Since every human being is endowed with free will, even if a superior orders you to perform an evil act, Jewish law forbids you to follow the order. If you  carry out the order, you cannot then blame the person who issued it, for you should not have listened to it. From the Jewish perspective, indeed from any religious perspective, God is on a higher plane than the person who gives the illegal order. One must follow the ethical commandments of the Torah and not an immoral one.

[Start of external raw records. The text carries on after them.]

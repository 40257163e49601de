use std::collections::HashMap;

use parking_lot::RwLock;

/// Best-effort key-value store for computed similarity scores.
///
/// Implementations may drop writes or return `None` whenever the backing
/// store is unavailable; callers treat that exactly like a miss.
pub trait KeyValueCache: Send + Sync {
    /// Stored value for `key`, if any.
    fn get(&self, key: &str) -> Option<String>;
    /// Stores `value` under `key`.
    fn set(&self, key: &str, value: &str);
}

/// Process-local cache.
#[derive(Debug, Default)]
pub struct MemoryCache {
    entries: RwLock<HashMap<String, String>>,
}

impl MemoryCache {
    /// Creates an empty cache.
    #[must_use]
    pub fn new() -> Self {
        Self::default()
    }

    /// Number of stored entries.
    #[must_use]
    pub fn len(&self) -> usize {
        self.entries.read().len()
    }

    /// Whether nothing is stored.
    #[must_use]
    pub fn is_empty(&self) -> bool {
        self.entries.read().is_empty()
    }
}

impl KeyValueCache for MemoryCache {
    fn get(&self, key: &str) -> Option<String> {
        self.entries.read().get(key).cloned()
    }

    fn set(&self, key: &str, value: &str) {
        self.entries.write().insert(key.to_string(), value.to_string());
    }
}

At the trials of the Nazi war criminals held after World War II, most Nazis offered the defence that they were only “following orders.” From the perspective of Jewish law, this was no defence. On October 29, 1956, the eve of Israel’s Sinai campaign against Egypt, the Israeli government feared a “fifth column,” and issued an order to Arabs living in Israel to remain inside their villages under curfew. At one Arab village, Kfar Kassem, some people went to work, apparently unaware that a curfew had been imposed. Israeli troops, encountering them, opened fire and killed forty-nine villagers. At their court-martial, the soldiers defended themselves with the claim that they were following military orders. The court rejected this defence and eight of the soldiers were convicted of murder. They should have known, the judges ruled, that it was immoral and forbidden to open fire on unarmed civilians. No “order” from a superior officer could justify what they had done.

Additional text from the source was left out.